An elima is a celebration that occurs when a Mbuti girl reaches puberty. The ceremony involves the girl living with her friends in a special hut for a month. As a newly menstruating female, the Mbuti girl is viewed as a danger, for "blood of any kind is a terrible and powerful thing, associated with injury and sickness and death." Thus, the girl is sequestered in the elima hut until she can be betrothed or married off to an eligible bachelor; a husband will remove from her the taint of "danger."

Similar to the elima, an nkumbi is an initiation rite for boys. During nkumbi, young boys are circumcised and made to endure mental and physical tortures in order to be accepted into the world of Mbuti masculinity. To earn the status that adult men have, the boys must suffer regular whippings and prove themselves as valiant hunters.

These three rituals teach us that the Pygmy people value the role of the forest in nourishing, teaching, and protecting them. Additionally, all three rituals demonstrate an inherent Pygmy reverence for masculine energy. The molimo trumpets themselves are phallic symbols representing masculine sexual potency and social responsibility. The nkumbi toughens up the boys so that they can become men who will hunt and provide for their families.
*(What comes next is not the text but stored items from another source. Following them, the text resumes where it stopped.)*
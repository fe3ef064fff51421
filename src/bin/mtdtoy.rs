//! Write a synthetic `mtdana` input file.
//!
//! Each event has a random set of barrel and endcap cells. Every cell gets
//! one to three sim hits with exponentially distributed times of flight; the
//! later stages are derived from the earliest hit with Gaussian smearing. The
//! uncalibrated times carry the time walk which `mtdana` corrects for.

#[derive(clap::Parser, Debug, Clone)]
#[clap(name = "mtdtoy", about = "Generate synthetic MTD hit tables")]
pub struct Cli {
    /// HDF5 output file
    #[clap(short, long)]
    pub out: PathBuf,

    /// Number of events to generate
    #[clap(short = 'n', long, default_value = "1000")]
    pub events: u32,

    /// Mean number of hit cells per event and region
    #[clap(long, default_value = "20")]
    pub cells: f32,

    /// Fraction of readout sides which see no signal
    #[clap(long, default_value = "0.05")]
    pub dead_side: f64,

    /// Seed for the random number generator
    #[clap(long, default_value = "42")]
    pub seed: u64,
}

fn main() -> Result<(), Box<dyn Error>> {
    let args = Cli::parse();
    tracing_subscriber::fmt()
        .with_env_filter(EnvFilter::try_from_default_env().unwrap_or_else(|_| EnvFilter::new("info")))
        .init();

    let mut rng = StdRng::seed_from_u64(args.seed);
    let toy = Toy::new(&args)?;
    let mut barrel = Tables::default();
    let mut endcap = Tables::default();
    for event_id in 0..args.events {
        toy.event(&mut rng, event_id, &mut barrel, random_barrel_cell);
        toy.event(&mut rng, event_id, &mut endcap, random_endcap_cell);
    }
    info!(events = args.events, barrel_cells = barrel.reco.len(), endcap_cells = endcap.reco.len(), "generated");

    if let Some(dir) = args.out.parent() { std::fs::create_dir_all(dir)?; }
    let file = hdf5::File::create(&args.out)?;
    write_collections(&file, Detector::Barrel, &barrel.into())?;
    write_collections(&file, Detector::Endcap, &endcap.into())?;
    println!("Wrote {} events to {}", group_digits(args.events), args.out.display());
    Ok(())
}

#[derive(Default)]
struct Tables {
    sim  : Vec<SimHit>,
    digi : Vec<DigiFrame>,
    ureco: Vec<UncalibratedRecHit>,
    reco : Vec<RecHit>,
}

impl From<Tables> for Collections {
    fn from(Tables { sim, digi, ureco, reco }: Tables) -> Self {
        Collections { sim: Some(sim), digi: Some(digi), ureco: Some(ureco), reco: Some(reco) }
    }
}

struct Toy {
    n_cells   : Poisson<f32>,
    n_tracks  : Uniform<u32>,
    tof       : Exp<f32>,
    energy    : Exp<f32>,
    smear     : Normal<f32>,
    jitter    : Normal<f32>,
    dead_side : f64,
    timewalk  : TimeWalk,
}

/// pC of uncalibrated amplitude per MeV deposited
const AMPLITUDE_PER_MEV: f32 = 30.0;
/// ADC counts per pC
const COUNTS_PER_PC: f32 = 1.5;
/// TDC counts per ns
const COUNTS_PER_NS: f32 = 40.0;

impl Toy {
    fn new(args: &Cli) -> Result<Self, Box<dyn Error>> {
        Ok(Self {
            n_cells  : Poisson::new(args.cells)?,
            n_tracks : Uniform::new_inclusive(1, 3),
            tof      : Exp::new(1.0 / 8.0)?,   // ns
            energy   : Exp::new(1.0 / 0.003)?, // GeV
            smear    : Normal::new(1.0, 0.05)?,
            jitter   : Normal::new(0.0, 0.03)?, // ns
            dead_side: args.dead_side,
            timewalk : TimeWalk::default(),
        })
    }

    fn event(&self, rng: &mut impl Rng, event_id: u32, tables: &mut Tables, random_cell: fn(&mut dyn RngCore) -> RawId) {
        let n_cells = self.n_cells.sample(rng) as usize;
        let mut cells: Vec<RawId> = (0..n_cells).map(|_| random_cell(rng)).collect();
        cells.sort_unstable();
        cells.dedup();
        for cell_id in cells {
            self.cell(rng, event_id, cell_id, tables);
        }
    }

    fn cell(&self, rng: &mut impl Rng, event_id: u32, cell_id: RawId, tables: &mut Tables) {
        let n_tracks = self.n_tracks.sample(rng);
        let mut hits: Vec<SimHit> = (0..n_tracks)
            .map(|track_id| SimHit {
                event_id, cell_id,
                track_id   : track_id as i32 + 1,
                energy_loss: self.energy.sample(rng),
                tof        : self.tof.sample(rng),
                x          : rng.gen_range(-1.45..1.45),
                y          : rng.gen_range(-28.0..28.0),
                z          : rng.gen_range(-1.5..1.5),
            })
            .collect();
        let t0 = hits.iter().map(|h| h.tof).fold(f32::INFINITY, f32::min);
        let energy: f32 = hits.iter().filter(|h| h.tof < 25.0).map(|h| h.energy_loss * MEV_PER_GEV).sum();
        tables.sim.append(&mut hits);

        let mut samples = [DigiSample::default(); 2];
        let mut amplitude = [0.0; 2];
        let mut time = [0.0; 2];
        for side in 0..2 {
            if rng.gen_bool(self.dead_side) { continue }
            let q = energy * AMPLITUDE_PER_MEV * self.smear.sample(rng);
            if q <= 0.0 { continue }
            let t = t0 + self.jitter.sample(rng);
            let walk = self.timewalk.correction(q).unwrap_or(0.0);
            amplitude[side] = q;
            time[side] = t - walk;
            samples[side] = DigiSample {
                charge: (q * COUNTS_PER_PC) as u32,
                toa   : ((t - walk) * COUNTS_PER_NS).max(0.0) as u32,
                toa2  : ((t - walk) * COUNTS_PER_NS * 1.1).max(0.0) as u32,
            };
        }
        tables.digi.push(DigiFrame { event_id, cell_id, samples });
        tables.ureco.push(UncalibratedRecHit { event_id, cell_id, amplitude, time });
        tables.reco.push(RecHit {
            event_id, cell_id,
            energy: energy * self.smear.sample(rng),
            time  : t0 + self.jitter.sample(rng),
        });
    }
}

fn random_barrel_cell(rng: &mut dyn RngCore) -> RawId {
    let zside = if rng.gen_bool(0.5) { Zside::Plus } else { Zside::Minus };
    BarrelId::new(zside, rng.gen_range(1..=36), rng.gen_range(1..=42), rng.gen_range(0..64)).raw()
}

fn random_endcap_cell(rng: &mut dyn RngCore) -> RawId {
    let zside = if rng.gen_bool(0.5) { Zside::Plus } else { Zside::Minus };
    EndcapId::new(zside, rng.gen_range(1..=11), rng.gen_range(1..=511)).raw()
}

// ----- Imports -----------------------------------------------------------------------------------------
use std::error::Error;
use std::path::PathBuf;
use clap::Parser;
use rand::{Rng, RngCore, SeedableRng, rngs::StdRng};
use rand_distr::{Distribution, Exp, Normal, Poisson, Uniform};
use tracing::info;
use tracing_subscriber::EnvFilter;
use detid::{BarrelId, EndcapId, RawId, Zside};
use mtdana::{
    event::{Collections, Detector, DigiFrame, DigiSample, RecHit, SimHit, UncalibratedRecHit},
    io::hdf5::write_collections,
    timewalk::TimeWalk,
    types::MEV_PER_GEV,
    utils::group_digits,
};
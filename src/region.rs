//! Detector regions the aggregation is generic over

use detid::{barrel_index, endcap_index, CellIndex};

use crate::event::Detector;
use crate::sink::book::Binning;
use crate::types::CellId;

/// Binning of the spatial index axes of a region
#[derive(Clone, Copy, Debug, PartialEq)]
pub struct CellAxes {
    pub phi: Binning,
    pub eta: Binning,
    pub abs_eta: Binning,
}

pub trait Region {
    const DETECTOR: Detector;
    fn cell_index(id: CellId) -> CellIndex;
    fn axes() -> CellAxes;
}

/// Barrel: crystal bars read out at both ends
#[derive(Clone, Copy, Debug)]
pub struct Barrel;

/// Endcaps: silicon sensor discs
#[derive(Clone, Copy, Debug)]
pub struct Endcap;

impl Region for Barrel {
    const DETECTOR: Detector = Detector::Barrel;
    fn cell_index(id: CellId) -> CellIndex { barrel_index(id) }
    fn axes() -> CellAxes {
        CellAxes {
            phi    : Binning::new(145,   0.0, 2305.0),
            eta    : Binning::new( 86, -43.0,   43.0),
            abs_eta: Binning::new( 43,   0.0,   43.0),
        }
    }
}

impl Region for Endcap {
    const DETECTOR: Detector = Detector::Endcap;
    fn cell_index(id: CellId) -> CellIndex { endcap_index(id) }
    fn axes() -> CellAxes {
        CellAxes {
            phi    : Binning::new(128,   0.0, 512.0),
            eta    : Binning::new( 24, -12.0,  12.0),
            abs_eta: Binning::new( 12,   0.0,  12.0),
        }
    }
}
The boys prove themselves so that they will also be worthy of a girl who has experienced the elima.

b) In the book, the villagers refer to the Mbuti forest people as "animals who didn't know how to behave." They also refer to the Pygmies as "forest savages who had no culture of their own." Similarly, the Pygmies refer to the villagers as "animal-humans who live in permanent villages out in the open, away from the shelter and affection of the trees."

So, you can see that the application of such derogatory language demonstrates the dangers of ethnocentrism. As a practice, ethnocentrism leads us to make false or wrong assumptions about others, and this often results in cultural misunderstandings. Social harmony is adversely threatened as a result.